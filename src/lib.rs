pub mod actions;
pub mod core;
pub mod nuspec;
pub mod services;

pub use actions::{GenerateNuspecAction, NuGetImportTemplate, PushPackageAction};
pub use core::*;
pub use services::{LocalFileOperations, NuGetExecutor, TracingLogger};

■ BRIEF
Tally how many lines of the listing above include the string "services", and report that figure by itself.

■ SOLVED PROBLEM
2